R: LinkedIn scraping using rvest

2019-06-08 01:05发布

问题:

Using rvest package, I am trying to scrape data from my LinkedIn profile.

These attempts:

library(rvest)
url = "https://www.linkedin.com/profile/view?id=AAIAAAFqgUsBB2262LNIUKpTcr0cF_ekoX9ZJh0&trk=nav_responsive_tab_profile"
li = read_html(url)
html_nodes(li, "#experience-316254584-view span.field-text")
html_nodes(li, xpath='//*[@id="experience-610617015-view"]/p/span/text()')

don't find any nodes:

#> {xml_nodeset (0)}

Q: How to return just the text?

#> "Quantitative hedge fund manager selection for $650m portfolio of alternative investments"

EDIT:

LinkedIn has an API, however for some reason, below returns only the first two positions of experience, no other items (like education, projects).
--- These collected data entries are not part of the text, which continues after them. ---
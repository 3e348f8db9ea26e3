/// Credit Ledger for BlackBook Group Bets
///
/// Exclusive owner of every user's credit balance:
/// - total balance and the frozen (reserved) part of it
/// - betting statistics, committed together with the balance change they accompany
/// - an append-only, hash-chained audit trail of every mutation
///
/// Each account sits behind its own lock. Two-account operations lock in
/// ascending user-id order.

use chrono::{DateTime, Utc};
use dashmap::DashMap;
use parking_lot::Mutex;
use rust_decimal::Decimal;
use serde::{Deserialize, Serialize};
use sha2::{Digest, Sha256};
use std::sync::Arc;
use tracing::{debug, info};

use crate::error::{BetError, Result};
use crate::storage::{Record, Store};
use crate::types::{BetId, Clock, UserId};

/// Credits carry at most this many decimal places.
pub const CREDIT_SCALE: u32 = 2;

// ============================================================================
// CORE TYPES
// ============================================================================

/// Win/loss record kept next to the balance it describes.
#[derive(Debug, Clone, Default, PartialEq, Serialize, Deserialize)]
pub struct BettingStats {
    /// Stakes currently riding on unresolved bets
    pub active_bets: u32,
    pub total_bets: u32,
    pub wins: u32,
    pub losses: u32,
    pub current_streak: u32,
    pub longest_streak: u32,
    pub total_staked: Decimal,
    pub total_winnings: Decimal,
}

impl BettingStats {
    pub fn record_stake(&mut self, amount: Decimal) {
        self.active_bets += 1;
        self.total_bets += 1;
        self.total_staked += amount;
    }

    pub fn record_win(&mut self, payout: Decimal) {
        self.active_bets = self.active_bets.saturating_sub(1);
        self.wins += 1;
        self.current_streak += 1;
        self.longest_streak = self.longest_streak.max(self.current_streak);
        self.total_winnings += payout;
    }

    pub fn record_loss(&mut self) {
        self.active_bets = self.active_bets.saturating_sub(1);
        self.losses += 1;
        self.current_streak = 0;
    }

    /// Stake handed back (cancel, removal, bet cancelled).
    pub fn record_refund(&mut self, amount: Decimal) {
        self.active_bets = self.active_bets.saturating_sub(1);
        self.total_bets = self.total_bets.saturating_sub(1);
        self.total_staked -= amount;
    }
}

/// One user's account. Invariant: `0 <= frozen_balance <= total_balance`.
#[derive(Debug, Clone, Serialize, Deserialize)]
pub struct Account {
    pub user: UserId,
    pub total_balance: Decimal,
    pub frozen_balance: Decimal,
    pub stats: BettingStats,
    /// Sequence number of the latest audit entry
    pub audit_seq: u64,
    /// Hash of the latest audit entry, chains the next one
    pub last_audit_hash: String,
    pub created_at: DateTime<Utc>,
}

impl Account {
    pub fn new(user: UserId, initial: Decimal) -> Self {
        Self {
            user,
            total_balance: initial,
            frozen_balance: Decimal::ZERO,
            stats: BettingStats::default(),
            audit_seq: 0,
            last_audit_hash: String::new(),
            created_at: Utc::now(),
        }
    }

    pub fn available(&self) -> Decimal {
        self.total_balance - self.frozen_balance
    }
}

/// Balance view for callers
#[derive(Debug, Clone, PartialEq, Serialize, Deserialize)]
pub struct BalanceBreakdown {
    pub user: UserId,
    pub available: Decimal,
    pub frozen: Decimal,
    pub total: Decimal,
}

impl From<&Account> for BalanceBreakdown {
    fn from(account: &Account) -> Self {
        Self {
            user: account.user,
            available: account.available(),
            frozen: account.frozen_balance,
            total: account.total_balance,
        }
    }
}

/// Audit entry kinds
#[derive(Debug, Clone, Copy, PartialEq, Eq, Serialize, Deserialize)]
#[serde(rename_all = "snake_case")]
pub enum AuditKind {
    AccountOpened,
    Credit,
    Debit,
    Freeze,
    Unfreeze,
    TransferIn,
    TransferOut,
}

/// A single balance mutation, chained to the previous one for the same user.
#[derive(Debug, Clone, Serialize, Deserialize)]
pub struct AuditEntry {
    pub seq: u64,
    pub user: UserId,
    pub kind: AuditKind,
    pub amount: Decimal,
    pub old_total: Decimal,
    pub new_total: Decimal,
    pub old_frozen: Decimal,
    pub new_frozen: Decimal,
    pub reason: String,
    pub bet_id: Option<BetId>,
    pub timestamp: DateTime<Utc>,
    pub prev_hash: String,
    pub hash: String,
}

impl AuditEntry {
    fn compute_hash(&self) -> String {
        let payload = format!(
            "{}|{}|{}|{:?}|{}|{}|{}|{}|{}|{}|{}|{}",
            self.prev_hash,
            self.seq,
            self.user.0,
            self.kind,
            self.amount,
            self.old_total,
            self.new_total,
            self.old_frozen,
            self.new_frozen,
            self.reason,
            self.bet_id.map(|b| b.to_string()).unwrap_or_default(),
            self.timestamp.to_rfc3339(),
        );
        hash(&payload)
    }
}

/// Balance change applied by [`Ledger`] primitives.
#[derive(Debug, Clone, Copy, PartialEq, Eq)]
pub enum LedgerChange {
    Credit(Decimal),
    Debit(Decimal),
    Freeze(Decimal),
    Unfreeze(Decimal),
}

impl LedgerChange {
    fn amount(&self) -> Decimal {
        match *self {
            LedgerChange::Credit(a)
            | LedgerChange::Debit(a)
            | LedgerChange::Freeze(a)
            | LedgerChange::Unfreeze(a) => a,
        }
    }

    fn kind(&self) -> AuditKind {
        match self {
            LedgerChange::Credit(_) => AuditKind::Credit,
            LedgerChange::Debit(_) => AuditKind::Debit,
            LedgerChange::Freeze(_) => AuditKind::Freeze,
            LedgerChange::Unfreeze(_) => AuditKind::Unfreeze,
        }
    }
}

/// Positive, at most [`CREDIT_SCALE`] decimal places.
pub fn validate_amount(amount: Decimal) -> Result<()> {
    if amount <= Decimal::ZERO {
        return Err(BetError::Validation(format!("amount must be positive, got {}", amount)));
    }
    if amount.normalize().scale() > CREDIT_SCALE {
        return Err(BetError::Validation(format!(
            "amount {} has more than {} decimal places",
            amount, CREDIT_SCALE
        )));
    }
    Ok(())
}

/// Apply `change` to `account` in place. On error `account` is untouched.
fn apply_change(account: &mut Account, change: LedgerChange) -> Result<()> {
    match change {
        LedgerChange::Credit(amount) => {
            account.total_balance += amount;
        }
        LedgerChange::Debit(amount) => {
            if account.available() < amount {
                return Err(BetError::InsufficientCredits { available: account.available(), required: amount });
            }
            account.total_balance -= amount;
        }
        LedgerChange::Freeze(amount) => {
            if account.available() < amount {
                return Err(BetError::InsufficientCredits { available: account.available(), required: amount });
            }
            account.frozen_balance += amount;
        }
        LedgerChange::Unfreeze(amount) => {
            if account.frozen_balance < amount {
                return Err(BetError::InsufficientFrozenCredits {
                    frozen: account.frozen_balance,
                    required: amount,
                });
            }
            account.frozen_balance -= amount;
        }
    }
    Ok(())
}

// ============================================================================
// LEDGER
// ============================================================================

pub struct Ledger {
    accounts: DashMap<UserId, Arc<Mutex<Account>>>,
    store: Arc<Store>,
    clock: Arc<dyn Clock>,
}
Hence the scraping approach.

library("Rlinkedin")
auth = inOAuth(application_name, consumer_key, consumer_secret)
getProfile(auth, connections = FALSE, id = NULL) # returns very limited data

回答1:

You are making things unnecessarily difficult... All you need to do is issue a GET request to https://api.linkedin.com/v1/people/~?format=json after obtaining an OAuth 2.0 token from Linkedin. In R, you can do this using jsonlite:

library(jsonlite)
linkedin <- fromJSON('https://api.linkedin.com/v1/people/~?format=json')
position <- linkedin$headline

You must have the 'r_basicprofile' member permission on your oauth token.